OriginalPoster · 24/11/2011 07:25

Pinky, if you had a miscarriage, especially a late one, you'd have to explain it to your dcs if they knew you were expecting, surely. Like if someone dies, you have to tell the dcs and deal with the practicalities.

cory · 24/11/2011 07:26

From the OP it certainly doesn't sound as if these children have had an educational talk from a parent or school: it sounds as if they had picked up the concept from television or (perhaps more likely) older siblings and understood very little about it. It is very difficult to stop older children talking in the hearing of younger children.

Moominsarescary · 24/11/2011 07:50

My 8 year old knows about miscarriage, it was explained to him after I had one this year, he had told quite alot of his friends that I was pregnant so I suppose their parents had to explain it to them as well

valiumredhead · 24/11/2011 07:58

Also very concerning that children are watching soap opera - yea it can e a springboard for important conversations but I don't want a box in the coner of my living room deciding when and how I discuss important issues with my children.. As a parent, that is me to decide. Fucking shite telly has a lot to answer for imo

Actually I have found it quite useful, it doesn't dictate what I tell ds and if he asks I have been known to say ' Oh I wasn't watching properly" and if he doesn't ask again, I just leave it, if I think the subject is a bit too much for his age BUT saying that, soaps are on at 7 pm, they rarely have subjects that are age innapropriate for 10 year olds.

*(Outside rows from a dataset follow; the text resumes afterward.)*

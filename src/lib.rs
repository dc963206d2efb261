mod utils;

pub mod audio;
pub mod bubble;
pub mod burst;
pub mod color;
pub mod config;
pub mod error;
pub mod game;
mod host;
pub mod particle;
pub mod renderer;
pub mod score;
pub mod surface;

#[cfg(test)]
mod testing;

extern crate nalgebra_glm as glm;

use crate::audio::WebAudio;
use crate::config::GameConfig;
use crate::error::GameError;
use crate::game::Game;
use crate::surface::CanvasSurface;
use log::info;
use rand::rngs::StdRng;
use rand::SeedableRng;
use wasm_bindgen::prelude::*;
use web_sys::{console, HtmlCanvasElement};

#[cfg(feature = "wee_alloc")]
#[global_allocator]
static ALLOC: wee_alloc::WeeAlloc = wee_alloc::WeeAlloc::INIT;

#[wasm_bindgen]
pub fn initialize() {
    utils::set_panic_hook();
    utils::init_logging();
}

// Runs the whole game on the canvas with the given id, driving it from the
// browser's animation clock. JS that wants to own the loop uses BubbleGame directly.
#[wasm_bindgen]
pub fn run(canvas_id: &str, sound_url: &str) -> Result<(), JsValue> {
    initialize();
    host::start(canvas_id, sound_url).map_err(JsValue::from)
}

pub struct Timer<'a> {
    name: &'a str,
}

impl<'a> Timer<'a> {
    pub fn new(name: &'a str) -> Timer<'a> {
        console::time_with_label(name);
        Timer { name }
    }
}

impl<'a> Drop for Timer<'a> {
    fn drop(&mut self) {
        console::time_end_with_label(self.name);
    }
}

#[wasm_bindgen]
pub struct BubbleGame {
    game: Game<StdRng>,
    surface: CanvasSurface,
    audio: WebAudio,
    profiling: bool,
}

#[wasm_bindgen]
impl BubbleGame {
    pub fn new(canvas: HtmlCanvasElement, sound_url: &str) -> Result<BubbleGame, JsValue> {
        BubbleGame::create(canvas, sound_url, StdRng::from_entropy()).map_err(JsValue::from)
    }

    pub fn with_seed(canvas: HtmlCanvasElement, sound_url: &str, seed: u64) -> Result<BubbleGame, JsValue> {
        BubbleGame::create(canvas, sound_url, StdRng::seed_from_u64(seed)).map_err(JsValue::from)
    }

    pub fn frame(&mut self) {
        let _timer = if self.profiling {
            Some(Timer::new("BubbleGame::frame"))
        } else {
            None
        };
        self.game.tick(&mut self.surface);
    }

    // Returns whether a bubble popped
    pub fn pointer_pressed(&mut self, x: f64, y: f64) -> bool {
        self.game.pointer_pressed(x, y, &mut self.audio).is_some()
    }

    pub fn resize(&mut self, width: u32, height: u32) {
        self.game.resize(width, height, &mut self.surface);
    }

    pub fn score(&self) -> i32 {
        self.game.score()
    }

    pub fn bubble_count(&self) -> usize {
        self.game.field().len()
    }

    pub fn burst_count(&self) -> usize {
        self.game.bursts().len()
    }

    pub fn set_profiling(&mut self, enabled: bool) {
        self.profiling = enabled;
    }
}

impl BubbleGame {
    pub(crate) fn create(canvas: HtmlCanvasElement, sound_url: &str, rng: StdRng) -> Result<BubbleGame, GameError> {
        let config = GameConfig::default();
        let surface = CanvasSurface::new(canvas)?;
        let audio = WebAudio::new(sound_url, config.sound_volume);
        let game = Game::new(config, surface.width() as f64, surface.height() as f64, rng);
        info!("bubble game ready, pop sound from {}", sound_url);
        Ok(BubbleGame {
            game,
            surface,
            audio,
            profiling: false,
        })
    }
}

valiumredhead · 24/11/2011 07:59

I am more concerned the majority of kids I know are allowed to play COD, not that they might ask about abortion from watching something on a soap.

cory · 24/11/2011 08:04

All it takes is for somebody's 13yo cousin to have watched a soap and then talked to a friend within the hearing of the younger child. I am all for protecting the littlies, but you can't bring them up in a bubble. And unless you are prepared to hide all newspapers, uncomfortable topics will creep in.

valiumredhead · 24/11/2011 08:46

Exactly cory and kids DO talk in the playground, and parents of 8 - 10 year olds need to think on their feet when asked questions by them

NinkyNonker · 24/11/2011 08:50

What type of school did you go to Mama?! I am older than you and that sounds hugely outdated.

Trills · 24/11/2011 09:02

I think if a 10 year old asks then there is no reason not to tell them all of the below:

#you get pregnant by having sex (which involves penises going into vaginas)
#it takes about 9 months for a baby to be ready to be born
#babies are normally born out of the vagina but sometimes doctors cut into your tummy to take them out - this is a caesarian
#sometimes babies are born earlier than they should be and they are not very well
#sometimes you get pregnant but then it stops on its own - this is a miscarriage
#if you get pregnant but you don't want to have a baby there is special medicine you can take to make it go away - this is an abortion

I'm assuming here that 10 year olds already know about periods and puberty, etc.

Dawndonna · 24/11/2011 09:04

Ten year olds should be taught about contraception and abortion. How many get pregnant at 13. We have the highest teen pregnancy rate in Europe and the worst sex education. Until this country grows up and accepts that sex and all that is related to it is not dirty, but something normal, natural and healthy, we will continue to have teen pregnancies.